Todo empezó con un pavo relleno de aceitunas con el que mi novia agasajó a varios amigos para celebrar el inicio de nuestra convivencia. Mi aversión por las olivas me impidió disfrutar del plato, pero todos los invitados alabaron a la cocinera. “Deberías aprovechar este don”, le animó entusiasmado mi mejor amigo Paco. Y ella convirtió el oleoso ingrediente en su talismán.

Cordero con salsa de aceitunas y pasas, paté de aceituna negra, lenguado sobre cama de aceitunas… las odiadas bolitas conquistaron nuestra cocina.

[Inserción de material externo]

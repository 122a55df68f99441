use std::sync::Arc;
use std::time::Duration;

use birthday_core::{Clock, NotifierResult};
use tokio::sync::broadcast;
use tokio::time::MissedTickBehavior;
use tracing::{error, info};

use crate::scanner::{DueItemScanner, ScanReport};

/// 周期性驱动扫描器
///
/// 每个tick只从时钟读取一次参考时刻，整个周期内的年份判断都基于该时刻。
pub struct DispatcherService {
    scanner: Arc<DueItemScanner>,
    clock: Arc<dyn Clock>,
    scan_interval: Duration,
}

impl DispatcherService {
    pub fn new(scanner: Arc<DueItemScanner>, clock: Arc<dyn Clock>, scan_interval: Duration) -> Self {
        Self {
            scanner,
            clock,
            scan_interval,
        }
    }

    /// 执行一次扫描
    pub async fn run_once(&self) -> NotifierResult<ScanReport> {
        let reference = self.clock.now();
        self.scanner.scan(reference).await
    }

    /// 运行扫描循环直到收到关闭信号
    ///
    /// 单个周期失败只记录日志，下一个周期重新开始。
    pub async fn run(&self, mut shutdown_rx: broadcast::Receiver<()>) {
        info!(
            "扫描循环启动，间隔 {:?}，队列: {}",
            self.scan_interval,
            self.scanner.queue_name()
        );

        let mut interval = tokio::time::interval(self.scan_interval);
        interval.set_missed_tick_behavior(MissedTickBehavior::Delay);

        loop {
            tokio::select! {
                _ = interval.tick() => {
                    if let Err(e) = self.run_once().await {
                        error!("扫描周期失败，等待下一周期重试: {}", e);
                    }
                }
                _ = shutdown_rx.recv() => {
                    info!("扫描循环收到关闭信号");
                    break;
                }
            }
        }
    }
}
use std::sync::Arc;
use std::time::Instant;

use birthday_core::models::{Message, WorkItem};
use birthday_core::traits::{MessageQueue, PersonRepository};
use birthday_core::{current_year, NotifierError, NotifierResult};
use birthday_infrastructure::MetricsCollector;
use chrono::{DateTime, Duration, Utc};
use tracing::{debug, error, info, info_span, warn, Instrument};

/// 一次扫描周期的结果
#[derive(Debug, Clone, Default, PartialEq, Eq)]
pub struct ScanReport {
    /// 范围查询返回的记录数
    pub candidates: usize,
    /// 因本年度已通知被本地过滤掉的记录数
    pub filtered: usize,
    pub dispatched: usize,
    pub failed: usize,
}

impl ScanReport {
    pub fn is_noop(&self) -> bool {
        self.dispatched == 0 && self.failed == 0
    }
}

pub struct DueItemScanner {
    repository: Arc<dyn PersonRepository>,
    message_queue: Arc<dyn MessageQueue>,
    queue_name: String,
    buffer: Duration,
    metrics: Arc<MetricsCollector>,
}

impl DueItemScanner {
    pub fn new(
        repository: Arc<dyn PersonRepository>,
        message_queue: Arc<dyn MessageQueue>,
        queue_name: String,
        buffer: Duration,
        metrics: Arc<MetricsCollector>,
    ) -> Self {
        Self {
            repository,
            message_queue,
            queue_name,
            buffer,
            metrics,
        }
    }

    pub fn queue_name(&self) -> &str {
        &self.queue_name
    }

    /// 以给定参考时刻执行一次扫描
    ///
    /// 存储不可用时整个周期失败；单条消息投递失败只计数，已投递的消息不回滚。
    pub async fn scan(&self, reference: DateTime<Utc>) -> NotifierResult<ScanReport> {
        let span = info_span!("scan", reference = %reference);
        let start_time = Instant::now();

        let result = self.scan_inner(reference).instrument(span).await;
        let duration = start_time.elapsed().as_secs_f64();

        match &result {
            Ok(report) => {
                self.metrics
                    .record_scan_cycle(report.dispatched as u64, report.failed as u64, duration);
            }
            Err(e) => {
                error!("扫描周期失败: {}", e);
                self.metrics.record_scan_failure(duration);
            }
        }
        result
    }

    async fn scan_inner(&self, reference: DateTime<Utc>) -> NotifierResult<ScanReport> {
        let threshold = reference + self.buffer;
        let year = current_year(reference);
        debug!("开始扫描到期用户，阈值: {}，当前年份: {}", threshold, year);

        let candidates = self.repository.find_due(threshold).await?;
        let mut report = ScanReport {
            candidates: candidates.len(),
            ..Default::default()
        };

        // 范围索引只能表达时间条件，年份条件在本地过滤
        let due: Vec<_> = candidates
            .into_iter()
            .filter(|person| person.last_notified_year < year)
            .collect();
        report.filtered = report.candidates - due.len();

        if due.is_empty() {
            debug!("本周期没有到期用户");
            return Ok(report);
        }

        for person in &due {
            let item = WorkItem::from(person);
            let published = match Message::work_item(&item) {
                Ok(message) => self.message_queue.publish_message(&self.queue_name, &message).await,
                Err(e) => Err(e),
            };

            match published {
                Ok(()) => {
                    debug!("用户 {} 已投递到队列 {}", person.id, self.queue_name);
                    report.dispatched += 1;
                }
                Err(e) => {
                    warn!("用户 {} 投递失败: {}", person.id, e);
                    report.failed += 1;
                }
            }
        }

        if report.dispatched == 0 {
            return Err(NotifierError::MessageQueue(format!(
                "{} 条到期消息全部投递失败",
                report.failed
            )));
        }

        info!(
            candidates = report.candidates,
            filtered = report.filtered,
            dispatched = report.dispatched,
            failed = report.failed,
            "扫描周期完成"
        );
        Ok(report)
    }
}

Mi novia abrazó la innovación culinaria como una religión, que para mí pronto se convirtió en una secta. Familiares, compañeros de trabajo y vecinos se unían al culto al dios Olivo, mientras yo comía a escondidas bocadillos de jamón y planificaba mi salida del templo de las aceitunas rellenas de dátil.

Hoy celebro un año de mi libertad.

Paco, que ayudó a mi exnovia a abrir su restaurante, celebra enamorado que ella le ha dicho “sí, quiero”.

Mi exnovia celebra su primera estrella Michelín.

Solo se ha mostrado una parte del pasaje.